Até agora, praticamente toda a queda no mercado acionário americano se deveu ao que chamamos de de-rating. Ou seja, a uma queda dos múltiplos considerados justos para o S&P 500. As relações preço sobre lucro convergiram para algo muito próximo à média histórica, ainda com ligeiro prêmio. Essa é a primeira fase típica do bear market (mercado em tendência de baixa). Outra forma de ver é observar como a queda do preço dos títulos de dez anos nos Estados Unidos está bastante alinhada àquela do S&P 500. É como se, diante de maiores taxas de juro de mercado, as pessoas pagassem menos para o mesmo lucro. Ninguém quer esperar muito tempo, já que a renda fixa oferece agora um retorno maior. Os múltiplos precisam cair. Esse é o de-rating.

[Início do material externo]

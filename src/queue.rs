//! 작업 큐
//!
//! - 비차단 pop: 두 워커가 같은 디스크립터를 동시에 받지 않음
//! - push/requeue: 언제든 가능 (실패한 워커가 자기 디스크립터를 되돌릴 때 포함)
//! - ack: pop 한 번당 정확히 한 번
//! - wait_drained: 삽입된 모든 항목(재시도 포함)이 ack될 때까지 대기

use std::sync::atomic::{AtomicBool, AtomicU64, AtomicUsize, Ordering};

use crossbeam_channel::{Receiver, Sender};
use parking_lot::Mutex;
use tokio::sync::Notify;
use tracing::warn;

use crate::chunk::ChunkDescriptor;
use crate::{Error, Result};

/// 청크 디스크립터 작업 큐
pub struct WorkQueue {
    tx: Sender<ChunkDescriptor>,
    rx: Receiver<ChunkDescriptor>,

    /// 삽입 수 - ack 수
    outstanding: AtomicUsize,

    /// 총 삽입 수 (초기 + 재시도)
    inserted: AtomicU64,

    /// 총 ack 수
    acked: AtomicU64,

    /// 재큐잉 수
    requeues: AtomicU64,

    /// 전송 전체 재큐잉 한도
    max_requeues: Option<u64>,

    /// 닫힘 플래그 (취소/전송 중단)
    closed: AtomicBool,

    /// push와 close 직렬화 (닫힌 뒤 채널에 항목이 남지 않음)
    gate: Mutex<()>,

    /// outstanding이 0이 될 때 알림
    drained: Notify,
}

impl WorkQueue {
    /// 빈 큐 생성
    pub fn new(max_requeues: Option<u64>) -> Self {
        let (tx, rx) = crossbeam_channel::unbounded();
        Self {
            tx,
            rx,
            outstanding: AtomicUsize::new(0),
            inserted: AtomicU64::new(0),
            acked: AtomicU64::new(0),
            requeues: AtomicU64::new(0),
            max_requeues,
            closed: AtomicBool::new(false),
            gate: Mutex::new(()),
            drained: Notify::new(),
        }
    }

    /// 디스크립터 목록으로 채운 큐 생성
    pub fn with_descriptors(
        descriptors: impl IntoIterator<Item = ChunkDescriptor>,
        max_requeues: Option<u64>,
    ) -> Result<Self> {
        let queue = Self::new(max_requeues);
        for descriptor in descriptors {
            queue.push(descriptor)?;
        }
        Ok(queue)
    }

    /// 디스크립터 삽입
    pub fn push(&self, descriptor: ChunkDescriptor) -> Result<()> {
        let _gate = self.gate.lock();
        if self.is_closed() {
            return Err(Error::ChannelError);
        }

        // 전송 전에 카운트를 올려야 pop→ack가 먼저 끝나도 0 아래로 내려가지 않음
        self.outstanding.fetch_add(1, Ordering::AcqRel);
        if self.tx.send(descriptor).is_err() {
            self.outstanding.fetch_sub(1, Ordering::AcqRel);
            return Err(Error::ChannelError);
        }
        self.inserted.fetch_add(1, Ordering::Relaxed);
        Ok(())
    }

    /// 실패한 디스크립터 재삽입. 한도 초과나 닫힌 큐면 false
    pub fn requeue(&self, descriptor: ChunkDescriptor) -> bool {
        let limit = self.max_requeues.unwrap_or(u64::MAX);
        let granted = self
            .requeues
            .fetch_update(Ordering::AcqRel, Ordering::Acquire, |n| {
                (n < limit).then_some(n + 1)
            })
            .is_ok();
        if !granted {
            return false;
        }

        if self.push(descriptor).is_err() {
            // 삽입 실패 시 한도 반환
            self.requeues.fetch_sub(1, Ordering::AcqRel);
            return false;
        }
        true
    }

    /// 비차단 pop. 대기 항목이 없거나 닫혔으면 None
    pub fn pop(&self) -> Option<ChunkDescriptor> {
        if self.is_closed() {
            return None;
        }
        self.rx.try_recv().ok()
    }

    /// pop 완료 통지
    pub fn ack(&self) {
        let prev = self
            .outstanding
            .fetch_update(Ordering::AcqRel, Ordering::Acquire, |n| n.checked_sub(1));

        match prev {
            Ok(1) => {
                self.acked.fetch_add(1, Ordering::Relaxed);
                self.drained.notify_waiters();
            }
            Ok(_) => {
                self.acked.fetch_add(1, Ordering::Relaxed);
            }
            Err(_) => warn!("대응하는 삽입 없는 ack 무시"),
        }
    }

    /// 큐 닫기: 대기 항목을 모두 ack 처리하고 이후 pop은 None
    ///
    /// 이미 꺼내진 디스크립터는 각 워커가 끝까지 처리 후 ack
    pub fn close(&self) {
        let _gate = self.gate.lock();
        self.closed.store(true, Ordering::Release);
        while self.rx.try_recv().is_ok() {
            self.ack();
        }
    }

    pub fn is_closed(&self) -> bool {
        self.closed.load(Ordering::Acquire)
    }

    /// 모든 삽입이 ack될 때까지 대기
    pub async fn wait_drained(&self) {
        loop {
            let notified = self.drained.notified();
            tokio::pin!(notified);
            // 카운트 확인 전에 등록해서 알림 유실 방지
            notified.as_mut().enable();

            if self.is_drained() {
                return;
            }
            notified.await;
        }
    }

    pub fn is_drained(&self) -> bool {
        self.outstanding.load(Ordering::Acquire) == 0
    }

    /// 미완료 수 (삽입 - ack)
    pub fn outstanding(&self) -> usize {
        self.outstanding.load(Ordering::Acquire)
    }

    pub fn total_inserted(&self) -> u64 {
        self.inserted.load(Ordering::Relaxed)
    }

    pub fn total_acked(&self) -> u64 {
        self.acked.load(Ordering::Relaxed)
    }

    pub fn requeue_count(&self) -> u64 {
        self.requeues.load(Ordering::Relaxed)
    }
}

No entanto, tradicionalmente, há uma segunda fase do bear market, em que as estimativas de lucros (e os lucros propriamente ditos) caem também. Ao longo dos últimos 60 anos, os lucros por ação da bolsa americana caem pelo menos 20% em períodos de recessão. Hoje, o consenso de Wall Street ainda aponta crescimento dos lucros corporativos em 2023, o que parece excessivamente otimista. No mínimo, existe aqui alguma complacência com os riscos e a distribuição de probabilidades associada.
O momento requer cautela, paciência, disciplina e dilatação do horizonte temporal do investidor. Há boas notícias, contudo: com a taxa Selic indo para cerca de 14%, somos muito bem pagos para esperar. Os juros reais acima de 6% aguentam bastante desaforo.